Pero, según Terminix International,13 en algunos países, los insectos también son consumidos como una cuestión cultural y no (necesariamente) para obtener sus nutrientes, como por ejemplo:

  • China — Se dice que las larvas de abejas asadas y larvas de gusanos de seda fritos tienen alto contenido en vitaminas, minerales y oligoelementos, tales como vitaminas B1 (tiamina) y B2 (riboflavina), así como hierro, cobre y zinc
  • Brasil — En una ciudad llamada Silveiras, los ciudadanos aprovechan el descenso de las hormigas reinas aladas, o içás, en octubre y noviembre; les quitan sus alas y fríen o sumergen los insectos en chocolate, este último les otorga un sabor a menta
  • Holanda — Debido a que es una nación que ha asumido la diversidad cultural, los holandeses han incluido una infusión de chocolate con gusanos de harina molidos
  • Ghana — Hasta el 60 % de la proteína que se consume en este país rural del continente africano proviene de las termitas, que proporcionan nutrientes tan necesarios como los aceites, grasas y proteínas
  • México — En ciertas zonas del país se preparan huevos de hormiga impregnados de mantequilla, gusanos cubiertos de dulce y chapulines cubiertos de chocolate, sin mencionar los gusanos en el alcohol conocido como mezcal.

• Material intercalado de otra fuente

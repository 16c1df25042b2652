
use std::fmt;

use thiserror::Error;

use super::types::*;

/// Why a run was rejected. Every variant ends the run.
#[derive(Clone, PartialEq, Eq, Debug, Error)]
pub enum ParseError {
    #[error("expected {expected}, found {found}")]
    TerminalMismatch {
        expected: Symbol,
        found: Symbol,
    },
    #[error("invalid non-terminal {0}")]
    UnknownNonTerminal(Symbol),
    #[error("no production for {non_terminal} on lookahead {lookahead}")]
    NoProduction {
        non_terminal: Symbol,
        lookahead: Symbol,
    },
    #[error("stack exhausted")]
    StackExhausted,
}

#[derive(Clone, PartialEq, Eq, Debug)]
pub enum Action {
    Match(Symbol),
    Expand(Symbol, Production),
    Accept,
    Error(ParseError),
}

impl fmt::Display for Action {
    fn fmt(&self, f: &mut fmt::Formatter<'_>) -> fmt::Result {
        match self {
            Action::Match(s) => write!(f, "match {}", s),
            Action::Expand(nt, prod) => write!(f, "{}\u{2192}{}", nt, prod),
            Action::Accept => write!(f, "Acc"),
            Action::Error(e) => write!(f, "error: {}", e),
        }
    }
}

/*
 * One line of the trace : the configuration of the automaton
 * when the step started, and what the step did.
 */
#[derive(Clone, PartialEq, Eq, Debug)]
pub struct TraceRecord {
    pub step: usize,
    // Bottom of the stack first.
    pub stack: Vec<Symbol>,
    // Unread input, ends with the end-marker.
    pub remaining: Vec<Symbol>,
    pub action: Action,
}

impl TraceRecord {
    /// The stack, top first (`E#` at the start of a run).
    pub fn stack_string(&self) -> String {
        self.stack.iter().rev().map(|s| s.to_string()).collect()
    }

    pub fn input_string(&self) -> String {
        self.remaining.iter().map(|s| s.to_string()).collect()
    }
}

impl fmt::Display for TraceRecord {
    fn fmt(&self, f: &mut fmt::Formatter<'_>) -> fmt::Result {
        write!(
            f, "{} {} {} {}",
            self.step, self.stack_string(), self.input_string(), self.action,
        )
    }
}

#[derive(Clone, PartialEq, Eq, Debug)]
pub enum Verdict {
    Accepted,
    Rejected(ParseError),
}

impl Verdict {
    pub fn is_accepted(&self) -> bool {
        matches!(self, Verdict::Accepted)
    }

    pub fn error(&self) -> Option<&ParseError> {
        match self {
            Verdict::Accepted => None,
            Verdict::Rejected(e) => Some(e),
        }
    }
}

/// A whole run : every record, then the verdict.
#[derive(Clone, Debug)]
pub struct Outcome {
    pub records: Vec<TraceRecord>,
    pub verdict: Verdict,
}

impl Outcome {
    pub fn is_accepted(&self) -> bool {
        self.verdict.is_accepted()
    }

    pub fn steps(&self) -> usize {
        self.records.len()
    }

    pub fn last(&self) -> Option<&TraceRecord> {
        self.records.last()
    }
}

#[cfg(test)]
mod tests {
    use super::*;
    use crate::lexer::Token;

    #[test]
    fn action_labels() {
        let g = Grammar::default();
        let e = Symbol::N(Token::new('E'));
        let i = Symbol::T(Token::new('i'));

        assert_eq!(Action::Match(i).to_string(), "match i");
        assert_eq!(Action::Expand(e, Production::new(g.symbols("TE'"))).to_string(), "E\u{2192}TE'");
        assert_eq!(Action::Expand(e, Production::epsilon()).to_string(), "E\u{2192}$");
        assert_eq!(Action::Accept.to_string(), "Acc");
        assert_eq!(
            Action::Error(ParseError::TerminalMismatch {expected: i, found: Symbol::End}).to_string(),
            "error: expected i, found #",
        );
    }

    #[test]
    fn record_renders_stack_top_first() {
        let g = Grammar::default();
        let record = TraceRecord {
            step: 1,
            stack: vec!(Symbol::End, g.start()),
            remaining: vec!(Symbol::T(Token::new('i')), Symbol::End),
            action: Action::Accept,
        };

        assert_eq!(record.stack_string(), "E#");
        assert_eq!(record.input_string(), "i#");
        assert_eq!(record.to_string(), "1 E# i# Acc");
    }
}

Se sabe que numerosas culturas han practicado la entomofagia durante miles de años, que es la práctica de consumir insectos. En lugar de simplemente recolectarlos, se sabe que se han conformado industrias enteras para “reproducir” insectos comestibles, desde abejas hasta escarabajos; y de saltamontes a chicharras.

El concepto tiene un sin número de ventajas, ya que en todo el mundo se han producido una escasez de alimentos y desastres, incluso en lugares donde no se esperaban. De hecho, si las tecnologías de las granjas industriales no adoptan la agricultura regenerativa de inmediato, la entomofagia podría convertirse en una necesidad más pronto de lo que podría pensarse.

Si se considera lo suficientemente valiente como para seguir la moda de consumir grillos, no tiene que ir a Ghana o al sudeste de Asia. Cada vez más mercados alrededor de los Estados Unidos ofrecen estos y otras opciones crujientes.

UK News-Yahoo! relacionó los hallazgos de Global Market Insights, que informó que actualmente la industria de los insectos está valorada en USD 33 millones, con un posible desarrollo de un 40 % en los siguientes cinco años.14

Como suele ser el caso, los científicos indicaron que se necesita realizar estudios más amplios para confirmar sus descubrimientos y determinar qué componentes de los grillos fueron más beneficiosos para mejorar la salud intestinal humana.

Como la estación de televisión Kiro 7 News15 señaló, esperan continuar su investigación y promover a los insectos como una alternativa alimenticia más común en los Estados Unidos. Es posible que los grillos no sean “la cura universal” representativa para resolver cada enfermedad o problema agrícola, pero como afirma Stull, “ciertamente tienen el potencial”.